The UEFA Intertoto Cup (from , "between" and , "betting pool"), often abbreviated and more known in the German-speaking world as UI Cup and originally called the International Football Cup, was a summer football competition between European clubs. The competition was discontinued after the 2008 tournament. Teams who originally would have entered the Intertoto Cup now directly enter the qualifying stages of the UEFA Europa League from this point.

The tournament was founded in 1961–62, but was only taken over by UEFA in 1995. Initially, the tournament ended with a single champion, who received the Intertoto Cup.  Starting in 1967, the tournament ended with a number of group winners (7 to 14 winners, see below), who received cash prizes. When UEFA took on the tournament, it became a qualifier for the UEFA Cup, with 2 to 11 Intertoto winners (see below) advancing to the Second qualifying round of the UEFA Cup.

Any club who wished to participate had to apply for entry, with the highest placed clubs (by league position in their domestic league) at the end of the season entering the competition. The club did not have to be ranked directly below the clubs which had qualified for another UEFA competition; if the club which was in that position did not apply, they would not be eligible to compete, with the place instead going to the club which did apply.

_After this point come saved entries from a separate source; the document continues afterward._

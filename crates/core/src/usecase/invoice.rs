use std::sync::Arc;

use async_trait::async_trait;
use chrono::Utc;
use tracing::{debug, info, warn};

use crate::activity::Activity;
use crate::booking::Booking;
use crate::error::{RepositoryError, UseCaseError};
use crate::invoice::{Invoice, InvoiceStatus};
use crate::rate::Rate;

#[async_trait]
pub trait CreateInvoicePort: Send + Sync {
    async fn create_invoice(&self, invoice: Invoice) -> Result<Invoice, RepositoryError>;
}

#[async_trait]
pub trait GetInvoicePort: Send + Sync {
    /// Load an invoice, embedding its bookings when `with_bookings` is set.
    async fn get_invoice(&self, id: u64, with_bookings: bool) -> Option<Invoice>;
}

#[async_trait]
pub trait UpdateInvoicePort: Send + Sync {
    async fn activity_by_id(&self, user_id: &str, activity_id: u64) -> Option<Activity>;
    async fn bookings_by_invoice_id(&self, invoice_id: u64) -> Vec<Booking>;
    async fn rate_by_project_and_activity(&self, project_id: u64, activity_id: u64)
    -> Option<Rate>;
    async fn update_invoice(&self, invoice: Invoice) -> Result<(), RepositoryError>;
}

/// Opens a new invoice for a customer.
#[derive(Clone)]
pub struct CreateInvoice {
    port: Arc<dyn CreateInvoicePort>,
}

impl CreateInvoice {
    pub fn new(port: Arc<dyn CreateInvoicePort>) -> Self {
        Self { port }
    }

    /// The new invoice is always `open`, without positions or bookings,
    /// whatever the caller supplied.
    pub async fn run(&self, customer_id: u64, invoice: Invoice) -> Result<Invoice, UseCaseError> {
        if !(1..=12).contains(&invoice.month) {
            return Err(UseCaseError::Validation(format!(
                "month must be between 1 and 12, got {}",
                invoice.month
            )));
        }
        let invoice = Invoice {
            customer_id,
            status: InvoiceStatus::Open,
            updated: Utc::now(),
            ..Invoice::new(customer_id, invoice.month, invoice.year)
        };
        Ok(self.port.create_invoice(invoice).await?)
    }
}

/// Reads an invoice, optionally expanding sub-resources.
#[derive(Clone)]
pub struct GetInvoice {
    port: Arc<dyn GetInvoicePort>,
}

impl GetInvoice {
    pub fn new(port: Arc<dyn GetInvoicePort>) -> Self {
        Self { port }
    }

    /// `expand` is a comma separated list of sub-resources; only
    /// `bookings` is recognised.
    pub async fn run(&self, id: u64, expand: Option<&str>) -> Result<Invoice, UseCaseError> {
        let with_bookings = expand.is_some_and(|e| e.split(',').any(|s| s.trim() == "bookings"));
        self.port
            .get_invoice(id, with_bookings)
            .await
            .ok_or_else(|| RepositoryError::not_found("invoice", id).into())
    }
}

/// Persists an invoice and runs the aggregation pass when it is marked
/// ready for aggregation.
#[derive(Clone)]
pub struct UpdateInvoice {
    port: Arc<dyn UpdateInvoicePort>,
}

impl UpdateInvoice {
    pub fn new(port: Arc<dyn UpdateInvoicePort>) -> Self {
        Self { port }
    }

    /// Returns the invoice as stored.
    ///
    /// Any status other than `ready for aggregation` is stored as given.
    pub async fn run(&self, user_id: &str, mut invoice: Invoice) -> Result<Invoice, UseCaseError> {
        if invoice.is_ready_for_aggregation() {
            self.aggregate(user_id, &mut invoice).await;
        } else {
            debug!(invoice_id = invoice.id, status = %invoice.status, "storing invoice");
        }
        invoice.bookings.clear();
        self.port.update_invoice(invoice.clone()).await?;
        Ok(invoice)
    }

    /// Positions are recomputed from the bookings alone on every pass.
    async fn aggregate(&self, user_id: &str, invoice: &mut Invoice) {
        invoice.positions.clear();
        let bookings = self.port.bookings_by_invoice_id(invoice.id).await;
        for booking in &bookings {
            let rate = self
                .port
                .rate_by_project_and_activity(booking.project_id, booking.activity_id)
                .await
                .unwrap_or_else(|| {
                    warn!(
                        invoice_id = invoice.id,
                        project_id = booking.project_id,
                        activity_id = booking.activity_id,
                        "no rate for booking, pricing at zero"
                    );
                    Rate::default()
                });
            let activity = self
                .port
                .activity_by_id(user_id, booking.activity_id)
                .await
                .unwrap_or_else(|| {
                    warn!(
                        invoice_id = invoice.id,
                        activity_id = booking.activity_id,
                        "unknown activity for booking, using empty name"
                    );
                    Activity::default()
                });
            invoice.add_position(booking.project_id, &activity.name, booking.hours, rate.price);
        }
        invoice.status = InvoiceStatus::PaymentExpected;
        invoice.updated = Utc::now();
        info!(
            invoice_id = invoice.id,
            bookings = bookings.len(),
            projects = invoice.positions.len(),
            "invoice aggregated"
        );
    }
}
use std::sync::Arc;

use async_trait::async_trait;

use crate::error::{RepositoryError, UseCaseError};
use crate::project::Project;

#[async_trait]
pub trait CreateProjectPort: Send + Sync {
    async fn create_project(&self, project: Project) -> Result<Project, RepositoryError>;
}

#[async_trait]
pub trait ProjectsPort: Send + Sync {
    async fn projects(&self, customer_id: u64) -> Vec<Project>;
}

/// Creates a project for a customer.
#[derive(Clone)]
pub struct CreateProject {
    port: Arc<dyn CreateProjectPort>,
}

impl CreateProject {
    pub fn new(port: Arc<dyn CreateProjectPort>) -> Self {
        Self { port }
    }

    pub async fn run(&self, customer_id: u64, mut project: Project) -> Result<Project, UseCaseError> {
        if project.name.trim().is_empty() {
            return Err(UseCaseError::Validation("project name must not be empty".into()));
        }
        project.customer_id = customer_id;
        Ok(self.port.create_project(project).await?)
    }
}

/// Lists the projects of a customer.
#[derive(Clone)]
pub struct Projects {
    port: Arc<dyn ProjectsPort>,
}

impl Projects {
    pub fn new(port: Arc<dyn ProjectsPort>) -> Self {
        Self { port }
    }

    pub async fn run(&self, customer_id: u64) -> Vec<Project> {
        self.port.projects(customer_id).await
    }
}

The cup billed itself as providing both an opportunity for clubs who otherwise would not get the chance to enter the UEFA Cup and as an opportunity for sports lotteries (or pools) to continue during the summer. 
This reflects its background, which was as a tournament solely for football pools. In 1995, the tournament came under official UEFA sanctioning and UEFA Cup qualification places were granted. Initially, two were provided; this was increased to three after one year; but in 2006, it was again increased to the final total of 11.

History
The Intertoto Cup was the idea of Malmö FF chairman Eric Persson and the later FIFA vice-president and founder of the Inter-Cities Fairs Cup, Ernst B. Thommen, and the Austrian coach Karl Rappan, who coached the Switzerland national team at the 1938 FIFA World Cup and at the 1954 World Cup. The "Cup for the Cupless" was also heavily promoted by the Swiss newspaper Sport. It derived its name from Toto, the German term for football pools.

Thommen, who had set up football betting pools in Switzerland in 1932, had a major interest in having purposeful matches played in the summer break. UEFA were initially disinclined to support the tournament, finding its betting background distasteful; nevertheless they permitted the new tournament but refrained from getting officially involved. Clubs which qualified for one of the official continental competitions, such as the European Champions Cups and Cup Winners Cup, were not allowed to participate.

The first tournament was held in 1961 as the International Football Cup (IFC). Initially the Cup had a group stage, which led to knock-out matches culminating in a final. By 1967, it had become difficult to organize the games, and so the knock-out rounds and the final were scrapped, leaving the tournament without a single winner. Instead, group winners received prizes of CHF10,000-15,000.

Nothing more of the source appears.